Last Tuesday, he called into Fox and Friends, and he launched an attack on Ted Cruz’ father, Rafael.
There’d been a National Enquirer cover story that supposedly linked Rafael Cruz to Lee Harvey Oswald within days of the Kennedy assassination.
First, it’s the National Enquirer. Next week those folks could easily claim that Donald Trump secretly fathered a goat.
Second, well there is no second. The story about Cruz’ father is a complete fabrication.
But Trump, King of “Playin’ the Dozens,” knew he had an opening – especially on the morning of the all-important Indiana primary election.
“What is this, prior to his (Kennedy) being shot. I mean, the whole thing is ridiculous,” Trump said, with not a hint of the fun he knew he was brewing for Ted Cruz.
“What was he doing with Lee Harvey Oswald shortly before the death, before the shooting? It’s horrible,” he added.
Trump is simply a master of getting people to respond to his silliness.
He’s nicknamed Cruz, “Lyin’ Ted,” Marco Rubio, “Little Marco,” and Jeb Bush “Low energy Jeb,” for a reason.
He just knows how to get under people’s skins.
In fact, Trump’s antics got Rubio so worked up after one debate, Rubio devoted large chunks of his speeches to angrily attacking Trump.
It didn’t work, so “Little Marco” was forced to drop out of the race.
Cue Ted Cruz.
During an emotional 10-minute rant in which Cruz broke the only “Playin’ the Dozens” rule, he not only flinched, he came close to crying, and he probably would’ve challenged Trump to a duel if he’d been in the same room.
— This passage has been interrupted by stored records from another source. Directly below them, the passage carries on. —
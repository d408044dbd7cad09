//! Configuration resolver
//!
//! Resolves a raw run configuration document against a project's parameter
//! schema. Resolution is pure: nothing here writes to disk.

use pxl_core::domain::config::{OutputSpec, ParameterSchema, RunConfiguration};
use pxl_core::domain::manifest::{MANIFEST_FILE, ProjectManifest, SCHEMA_FILE};
use pxl_core::{PipelineError, Result};
use std::collections::BTreeMap;
use std::path::{Path, PathBuf};
use toml::{Table, Value};
use tracing::debug;

/// Sections the resolver interprets; anything else is preserved and flagged
const KNOWN_SECTIONS: [&str; 5] = ["job", "input", "output", "parameters", "run"];

/// A resolved configuration plus the warnings raised while resolving it
#[derive(Debug, Clone, PartialEq)]
pub struct Resolved {
    pub config: RunConfiguration,
    pub warnings: Vec<String>,
}

/// Resolves `raw` against `schema`
///
/// Every declared parameter ends up typed: a present value is converted to
/// the declared type, an absent one takes the declared default. A schema
/// without a default on any parameter fails with `Schema` before the run
/// configuration is looked at.
///
/// # Arguments
/// * `schema` - The project's parameter schema
/// * `raw` - The parsed run configuration document
/// * `path` - Where `raw` was read from, for error messages
pub fn resolve(schema: &ParameterSchema, raw: &Table, path: &Path) -> Result<Resolved> {
    let defaults = schema.defaults()?;
    let mut warnings = Vec::new();
    let mut config = RunConfiguration::default();

    if let Some(job) = section(raw, "job", path)? {
        config.job_type = match job.get("type") {
            None => String::new(),
            Some(Value::String(s)) => s.clone(),
            Some(other) => {
                return Err(malformed(
                    path,
                    format!("job type must be a string, got {}", other),
                ));
            }
        };
    }

    if let Some(input) = section(raw, "input", path)? {
        for (name, value) in input {
            config
                .input_refs
                .insert(name.clone(), input_ref(name, value, path)?);
        }
    }

    if let Some(output) = section(raw, "output", path)? {
        config.output_spec = OutputSpec {
            names: scalar_strings(output, "output", path)?,
        };
    }

    let provided = section(raw, "parameters", path)?.cloned().unwrap_or_default();

    for spec in &schema.parameters {
        let value = match provided.get(&spec.name) {
            Some(raw_value) => {
                spec.param_type
                    .coerce(raw_value)
                    .ok_or_else(|| PipelineError::TypeMismatch {
                        name: spec.name.clone(),
                        expected: spec.param_type,
                        value: raw_value.to_string(),
                    })?
            }
            None => match defaults.get(&spec.name) {
                Some(default) => default.clone(),
                None => {
                    return Err(PipelineError::Schema(format!(
                        "parameter '{}' has no default value",
                        spec.name
                    )));
                }
            },
        };

        if spec.required && value.to_string().trim().is_empty() {
            warnings.push(format!("required parameter '{}' has no value", spec.name));
        }

        config.parameters.insert(spec.name.clone(), value);
    }

    for (name, value) in provided {
        if schema.get(&name).is_none() {
            warnings.push(format!("parameter '{}' is not declared in the schema", name));
            config.extra_parameters.insert(name, value);
        }
    }

    let mut run_options = section(raw, "run", path)?.cloned().unwrap_or_default();
    let override_value = run_options
        .remove("override_outputs")
        .or_else(|| raw.get("override_outputs").cloned());
    config.override_outputs = match override_value {
        None => false,
        Some(Value::Boolean(b)) => b,
        Some(other) => {
            return Err(malformed(
                path,
                format!("override_outputs must be a boolean, got {}", other),
            ));
        }
    };
    config.run_options = run_options;

    for (key, value) in raw {
        if KNOWN_SECTIONS.contains(&key.as_str()) || key == "override_outputs" {
            continue;
        }
        warnings.push(format!("unknown section '{}' kept as is", key));
        config.extra_sections.insert(key.clone(), value.clone());
    }

    for name in config.missing_inputs() {
        warnings.push(format!("input '{}' has no value yet", name));
    }

    debug!(
        "Resolved {} parameter(s) from {} with {} warning(s)",
        config.parameters.len(),
        path.display(),
        warnings.len()
    );

    Ok(Resolved { config, warnings })
}

/// Loads a parameter schema
///
/// A project without a schema file declares no parameters.
pub fn load_schema(path: &Path) -> Result<ParameterSchema> {
    if !path.exists() {
        return Ok(ParameterSchema::default());
    }

    let content = std::fs::read_to_string(path)
        .map_err(|e| PipelineError::Schema(format!("cannot read {}: {}", path.display(), e)))?;

    ParameterSchema::from_toml_str(&content)
        .map_err(|e| PipelineError::Schema(format!("{}: {}", path.display(), e)))
}

/// Loads a raw run configuration document
pub fn load_run_config(path: &Path) -> Result<Table> {
    if !path.is_file() {
        return Err(PipelineError::MissingRunConfig {
            path: path.to_path_buf(),
        });
    }

    let content =
        std::fs::read_to_string(path).map_err(|e| malformed(path, e.to_string()))?;

    content
        .parse::<Table>()
        .map_err(|e| malformed(path, e.message().to_string()))
}

/// Schema file of a project workspace
///
/// Taken from the manifest when there is one.
pub fn schema_path(workspace: &Path) -> Result<PathBuf> {
    let manifest_path = workspace.join(MANIFEST_FILE);
    if !manifest_path.is_file() {
        return Ok(workspace.join(SCHEMA_FILE));
    }

    let content = std::fs::read_to_string(&manifest_path)
        .map_err(|e| PipelineError::workspace_access(&manifest_path, e))?;
    let manifest = ProjectManifest::from_toml_str(&content).map_err(|e| {
        let message = format!("invalid manifest: {}", e.message());
        PipelineError::workspace_access(&manifest_path, message)
    })?;

    Ok(workspace.join(manifest.execution.parameters_file))
}

/// Resolves a run configuration file against a workspace's schema
///
/// The file is usually the workspace's own `run_config.toml`, or the copy
/// kept in a previous run directory.
pub fn resolve_file(workspace: &Path, run_config_path: &Path) -> Result<Resolved> {
    let schema = load_schema(&schema_path(workspace)?)?;
    let raw = load_run_config(run_config_path)?;
    resolve(&schema, &raw, run_config_path)
}

fn section<'a>(raw: &'a Table, name: &str, path: &Path) -> Result<Option<&'a Table>> {
    match raw.get(name) {
        None => Ok(None),
        Some(Value::Table(table)) => Ok(Some(table)),
        Some(_) => Err(malformed(path, format!("[{}] must be a table", name))),
    }
}

/// An input reference is either `name = "id"` or `[input.name] id = "..."`
fn input_ref(name: &str, value: &Value, path: &Path) -> Result<String> {
    match value {
        Value::String(id) => Ok(id.clone()),
        Value::Integer(id) => Ok(id.to_string()),
        Value::Table(table) => match table.get("id") {
            None => Ok(String::new()),
            Some(Value::String(id)) => Ok(id.clone()),
            Some(Value::Integer(id)) => Ok(id.to_string()),
            Some(other) => Err(malformed(
                path,
                format!("input '{}' has a non-string id {}", name, other),
            )),
        },
        other => Err(malformed(
            path,
            format!("input '{}' must be an id or a table, got {}", name, other),
        )),
    }
}

fn scalar_strings(table: &Table, section: &str, path: &Path) -> Result<BTreeMap<String, String>> {
    table
        .iter()
        .map(|(key, value)| match value {
            Value::String(s) => Ok((key.clone(), s.clone())),
            Value::Integer(_) | Value::Float(_) | Value::Boolean(_) => {
                Ok((key.clone(), value.to_string()))
            }
            other => Err(malformed(
                path,
                format!("{}.{} must be a scalar, got {}", section, key, other),
            )),
        })
        .collect()
}

fn malformed(path: &Path, message: impl Into<String>) -> PipelineError {
    PipelineError::MalformedRunConfig {
        path: path.to_path_buf(),
        message: message.into(),
    }
}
He called Trump “nuts,” a “pathological liar,” a “serial philanderer,” a “narcissist,” “amoral,” a “bully,” and somebody who admitted that “venereal disease was his personal Vietnam.”
Since Cruz’ Tuesday morning tirade, followed by his blistering Tuesday night defeat in Indiana, he’s gone back to Texas to stew over his inability to appear calm in the face of “The Dozens.”
Trump now sees his next victim is Hillary Clinton, whom he’s begun calling “Crooked Hillary.”
Welcome to the big leagues Mr. Trump.
Rubio and Cruz took the bait.
I doubt that Hillary will.
She’s had a lot of practice, and I’ll bet she’s pretty good at “Playin’ the Dozens,” too.